Data Lineage
Introduction to Data Lineage
Data lineage is a useful feature for understanding, visualizing, and describing the flow and transformations of data within an organization. By offering a detailed visualization of data dependencies and relationships, it enables users to perform impact analyses, ensure compliance, and identify potential bottlenecks or issues in data workflows.

The Data Lineage UI provides two levels of visualization:
- At the Table Level, users can explore relationships between individual tables, analyze how data is transformed across tables and describe some useful information about those relations.
- At the System of Record (SoR) Level, users can view a high-level summary of aggregated relationships across databases, derived from the detailed table-level lineage.
These levels of lineage are designed to complement each other, offering both granular insights and a holistic view of data flows. Together, they provide users with a powerful toolkit to monitor and understand their data ecosystem.
Key concepts
Here are listed some entities and concepts useful to understand the Data Lineage solution of Mia-Platform Data Catalog.
Assets: Real and Virtual
Within the Data Lineage UI, users will encounter two types of assets: real and virtual. Both asset types can represent either tables or Systems of Record (SoRs), making the lineage system highly flexible.
Real assets are derived directly from the Data Catalog, reflecting physical entities present in the organization's data environment that have been retrieved by the Data Catalog solution engine.

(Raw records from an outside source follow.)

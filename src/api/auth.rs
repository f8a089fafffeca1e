//! Authentication endpoints

use axum::{
    extract::State,
    http::{header, HeaderMap, HeaderValue},
    response::{IntoResponse, Response},
    Json,
};
use serde::{Deserialize, Serialize};

use crate::api::middleware::{extract_session_token, AppState, AuthenticatedUser};
use crate::api::response::ApiResponse;
use crate::models::User;

#[derive(Debug, Deserialize)]
pub struct LoginRequest {
    pub email: String,
    pub password: String,
}

#[derive(Debug, Serialize, Deserialize)]
pub struct AuthResponse {
    pub user: User,
    pub token: String,
}

fn session_cookie(token: &str, max_age_secs: i64) -> String {
    format!(
        "session={}; Path=/; HttpOnly; SameSite=Lax; Max-Age={}",
        token, max_age_secs
    )
}

/// POST /auth/login
pub async fn login(State(state): State<AppState>, Json(body): Json<LoginRequest>) -> Response {
    match state.user_service.login(&body.email, &body.password).await {
        Ok((user, session)) => {
            let cookie = session_cookie(&session.id, state.session_expiration_days * 24 * 60 * 60);
            let mut headers = HeaderMap::new();
            if let Ok(value) = HeaderValue::from_str(&cookie) {
                headers.insert(header::SET_COOKIE, value);
            }

            let body = ApiResponse::ok(AuthResponse {
                user,
                token: session.id,
            });
            (headers, body).into_response()
        }
        Err(e) => {
            ApiResponse::<()>::fail(e.status_code(), vec![e.to_string()]).into_response()
        }
    }
}

/// POST /auth/logout
pub async fn logout(State(state): State<AppState>, headers: HeaderMap) -> Response {
    let Some(token) = extract_session_token(&headers) else {
        return ApiResponse::<()>::fail(401, vec!["Missing authentication token".to_string()])
            .into_response();
    };

    match state.user_service.logout(&token).await {
        Ok(()) => {
            let mut response_headers = HeaderMap::new();
            response_headers.insert(
                header::SET_COOKIE,
                HeaderValue::from_static("session=; Path=/; HttpOnly; SameSite=Lax; Max-Age=0"),
            );
            (response_headers, ApiResponse::ok(())).into_response()
        }
        Err(e) => ApiResponse::<()>::fail(e.status_code(), vec![e.to_string()]).into_response(),
    }
}

/// GET /auth/profile
pub async fn profile(AuthenticatedUser(user): AuthenticatedUser) -> ApiResponse<User> {
    ApiResponse::ok(user)
}

#[cfg(test)]
mod tests {
    use super::*;

    #[test]
    fn test_session_cookie_format() {
        let cookie = session_cookie("abc-123", 604800);
        assert_eq!(
            cookie,
            "session=abc-123; Path=/; HttpOnly; SameSite=Lax; Max-Age=604800"
        );
    }
}
impl UserServiceError {
    /// HTTP status code for this error
    pub fn status_code(&self) -> u16 {
        match self {
            Self::ValidationError(_) => 400,
            Self::AuthenticationError(_) | Self::SessionExpired | Self::SessionNotFound => 401,
            Self::Forbidden(_) => 403,
            Self::NotFound(_) => 404,
            Self::UserExists(_) => 409,
            Self::InternalError(_) => 500,
        }
    }
}

/// Input for registering a new user
#[derive(Debug, Clone, serde::Deserialize)]
pub struct RegisterInput {
    pub username: String,
    pub email: String,
    pub password: String,
    #[serde(default)]
    pub first_name: Option<String>,
    #[serde(default)]
    pub last_name: Option<String>,
    #[serde(default)]
    pub about: Option<String>,
}

/// User service for managing users and authentication
pub struct UserService {
    user_repo: Arc<dyn UserRepository>,
    session_repo: Arc<dyn SessionRepository>,
    role_repo: Arc<dyn RoleRepository>,
    session_expiration_days: i64,
}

Examples include database tables or established Systems of Record containing production data. Metadata enrichment is fully supported for these assets, and their relationships — when automatically inferred — are immutable within the canvas.
Virtual assets, on the other hand, are created manually by users. They can be particularly beneficial in scenarios where real-world relationships are incomplete, under development, or unavailable.

For instance, during the planning phase of a new data pipeline, users can create virtual tables to represent the expected data structures and link them with virtual jobs to simulate transformations. Similarly, virtual SoRs allow users to group tables conceptually, even if the underlying system is not yet fully integrated into the Data Catalog. This functionality empowers teams to perform proactive analyses and collaborative planning, ensuring a seamless transition from concept to implementation.
Jobs: Real and Virtual
When navigating the lineage canvas, real and virtual assets are related each others by arrows that define the direction of the data flow and that contain one or more Jobs. A Job represents the descriptive content that explains the relationship between assets. As with assets, users can encounter two types of Jobs: real and virtual.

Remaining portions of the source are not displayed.